Results: Ten TTs were assessed and targeted during the HMR. At baseline, no-one had a written action plan for managing exacerbations, and medication adherence was sub-optimal in 85% of patients. Additionally, 53% of participants demonstrated inadequate inhaler device technique, while 52% were current smokers. At 6-months follow-up, significant improvements were observed in health-related quality of life (St. George's Respiratory Questionnaire score = 34.6 versus 39.1 at baseline, p = 0.006), health status (COPD Assessment Test score = 12 versus 16, p = 0.002), anxiety (Hospital Anxiety and Depression Scale (HADS)-Anxiety score = 2.0 versus 5.0, p < 0.001), depression (HADS-Depression score = 1.0 versus 5.0, p < 0.001), self-reported smoking (47% versus 51.9%, p = 0.031) and treatment adherence (Tool for Adherence Behaviour Screening score = 12.5 versus 10.0, p = 0.002). At 12-months: health status, anxiety, depression, smoking abstinence and adherence to treatment, continued to show statistically significant improvements compared to baseline measurements.

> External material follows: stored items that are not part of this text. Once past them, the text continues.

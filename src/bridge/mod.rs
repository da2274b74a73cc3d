use std::fmt::{Display, Formatter, Result as FmtResult};
use std::sync::Arc;

use async_trait::async_trait;
use tokio::sync::mpsc;
use tokio_util::sync::CancellationToken;

use crate::config::{BridgeConfig, BridgeRules, GeneralConfig};
use crate::gateway::avatar_cache::AvatarCache;

pub mod bridge_message;
pub mod error;
pub mod helper;
#[cfg(test)]
pub mod mock;

pub use bridge_message::{
    Event, ExtraPayload, FileFailure, FileInfo, Message, EXTRA_ATTACHMENTS, EXTRA_FILE,
    EXTRA_FILE_FAILURE_SIZE,
};
pub use error::{BridgeError, BridgeResult};

/// 频道标识: 桥实例 + 频道名
#[derive(Debug, Clone, PartialEq, Eq, Hash, PartialOrd, Ord)]
pub struct ChannelKey {
    pub account: String,
    pub channel: String,
}

impl ChannelKey {
    pub fn new(account: &str, channel: &str) -> Self {
        ChannelKey {
            account: account.to_string(),
            channel: channel.to_string(),
        }
    }

    /// 消息的来源频道
    pub fn origin(msg: &Message) -> Self {
        ChannelKey::new(&msg.account, &msg.channel)
    }
}

impl Display for ChannelKey {
    fn fmt(&self, f: &mut Formatter) -> FmtResult {
        write!(f, "{}:{}", self.account, self.channel)
    }
}

/// # 桥接口
/// 每个平台实现一个; 路由只依赖这个接口。
///
/// 桥在 `connect` 中启动自己的接收方式 (回调、长轮询、内置 webhook 服务),
/// 收到的平台消息转换为 [`Message`] 后通过 [`BridgeClient::send`] 投递给路由。
#[async_trait]
pub trait Bridger: Send + Sync {
    /// 连接平台并开始接收消息。失败只影响当前桥实例
    async fn connect(&self, config: &BridgeConfig) -> BridgeResult<()>;

    /// 连接成功后加入网关中配置的频道
    async fn join_channel(&self, _channel: &str) -> BridgeResult<()> {
        Ok(())
    }

    /// 发送消息, 返回平台分配的消息id
    async fn send(&self, msg: &Message) -> BridgeResult<String>;

    async fn edit_message(&self, _remote_id: &str, _msg: &Message) -> BridgeResult<()> {
        Err(BridgeError::Unsupported("edit_message"))
    }

    async fn delete_message(&self, _channel: &str, _remote_id: &str) -> BridgeResult<()> {
        Err(BridgeError::Unsupported("delete_message"))
    }

    /// 平台文件id 转 可直接下载的链接
    async fn get_file_direct_url(&self, _id: &str) -> Option<String> {
        None
    }

    async fn disconnect(&self) -> BridgeResult<()>;
}

/// 根据上下文创建桥
pub type BridgeFactory = Arc<dyn Fn(BridgeContext) -> Arc<dyn Bridger> + Send + Sync>;

/// 创建桥时交给它的上下文
#[derive(Clone)]
pub struct BridgeContext {
    pub account: String,
    pub protocol: String,
    pub general: Arc<GeneralConfig>,
    /// 向路由投递消息
    pub client: BridgeClient,
    /// 只属于当前桥实例的头像缓存
    pub avatars: Arc<AvatarCache>,
    pub shutdown: CancellationToken,
}

/// 桥向路由投递消息的句柄
///
/// 队列无界, 投递永远不会等待下游。
#[derive(Clone)]
pub struct BridgeClient {
    pub account: String,
    pub protocol: String,
    sender: mpsc::UnboundedSender<Message>,
}

impl BridgeClient {
    pub fn new(account: &str, protocol: &str, sender: mpsc::UnboundedSender<Message>) -> Self {
        BridgeClient {
            account: account.to_string(),
            protocol: protocol.to_string(),
            sender,
        }
    }

    /**
     * 向路由发送消息
     */
    pub fn send(&self, mut message: Message) -> bool {
        message.account = self.account.clone();
        if message.protocol.is_empty() {
            message.protocol = self.protocol.clone();
        }
        tracing::debug!(
            "[{}] {} 发送消息到路由 (channel: {}, event: {})",
            self.account,
            message.username,
            message.channel,
            message.event
        );
        if self.sender.send(message).is_err() {
            tracing::error!("[{}] 消息中转异常: 路由已关闭", self.account);
            return false;
        }
        true
    }
}

/// 路由持有的桥实例
pub struct Bridge {
    /// `<protocol>.<name>`
    pub account: String,
    pub protocol: String,
    pub name: String,
    pub config: BridgeConfig,
    pub rules: BridgeRules,
    pub avatars: Arc<AvatarCache>,
    pub bridger: Arc<dyn Bridger>,
}

impl Bridge {
    /// 频道名规范化: irc 频道不区分大小写, api 桥只有一个频道, discord 频道写作 `ID:<id>` 或 `<id>`
    pub fn normalize_channel(account: &str, channel: &str) -> String {
        if account.starts_with("api.") {
            return "api".to_string();
        }
        if account.starts_with("discord.") {
            return channel.trim_start_matches("ID:").to_string();
        }
        if account.starts_with("irc.") {
            return channel.to_lowercase();
        }
        channel.to_string()
    }

    pub fn is_api(&self) -> bool {
        self.protocol == "api"
    }
}

#[cfg(test)]
mod ts_bridge {
    use super::*;

    #[test]
    fn channel_key_display() {
        let key = ChannelKey::new("irc.libera", "#a");
        assert_eq!(key.to_string(), "irc.libera:#a");
        let msg = Message {
            account: "irc.libera".to_string(),
            channel: "#a".to_string(),
            ..Default::default()
        };
        assert_eq!(ChannelKey::origin(&msg), key);
    }

    #[test]
    fn normalize_channel() {
        assert_eq!(Bridge::normalize_channel("irc.libera", "#Rust"), "#rust");
        assert_eq!(Bridge::normalize_channel("api.local", "anything"), "api");
        assert_eq!(Bridge::normalize_channel("discord.main", "General"), "General");
        assert_eq!(Bridge::normalize_channel("discord.main", "ID:1234"), "1234");
    }

    #[tokio::test]
    async fn client_stamps_account() {
        let (tx, mut rx) = mpsc::unbounded_channel();
        let client = BridgeClient::new("telegram.main", "telegram", tx);
        assert!(client.send(Message::text("-100", "bob", "hi")));
        let msg = rx.recv().await.unwrap();
        assert_eq!(msg.account, "telegram.main");
        assert_eq!(msg.protocol, "telegram");

        drop(rx);
        assert!(!client.send(Message::text("-100", "bob", "lost")));
    }
}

Conclusion: HMRs targeting TTs improved health outcomes in people with COPD. Credentialed pharmacists in primary care can work alongside general practitioners to optimise COPD management.
Keywords: Chronic obstructive pulmonary disease; Home medicines review; Medication adherence; Pharmacists; Treatable traits.
© 2024. The Author(s).
Conflict of interest statement
Conflicts of interests: MJA holds investigator-initiated grants for unrelated research from Pfizer, Boehringer Ingelheim, Sanofi and GSK. He has also undertaken an unrelated consultancy (paid to his employer) for Sanofi and received a speaker’s fee from GSK. VM has received research funding from AstraZeneca, Cyclopharm, GSK, NHMRC, and Ramaciotti; speaker’s honoraria from AstraZeneca, Boehringer Ingelhiem, and GSK; and provided consultancy for AstraZeneca, GSK, and Menarini. JG holds investigator-initiated grants for unrelated research from Pfizer, GSK and Boehringer Ingelheim. He has received honoraria (paid to his employer) from a consultancy for GSK, AstraZeneca and for invited presentations at a continuing education event organised by Pfizer. The other authors declare no conflicts of interest.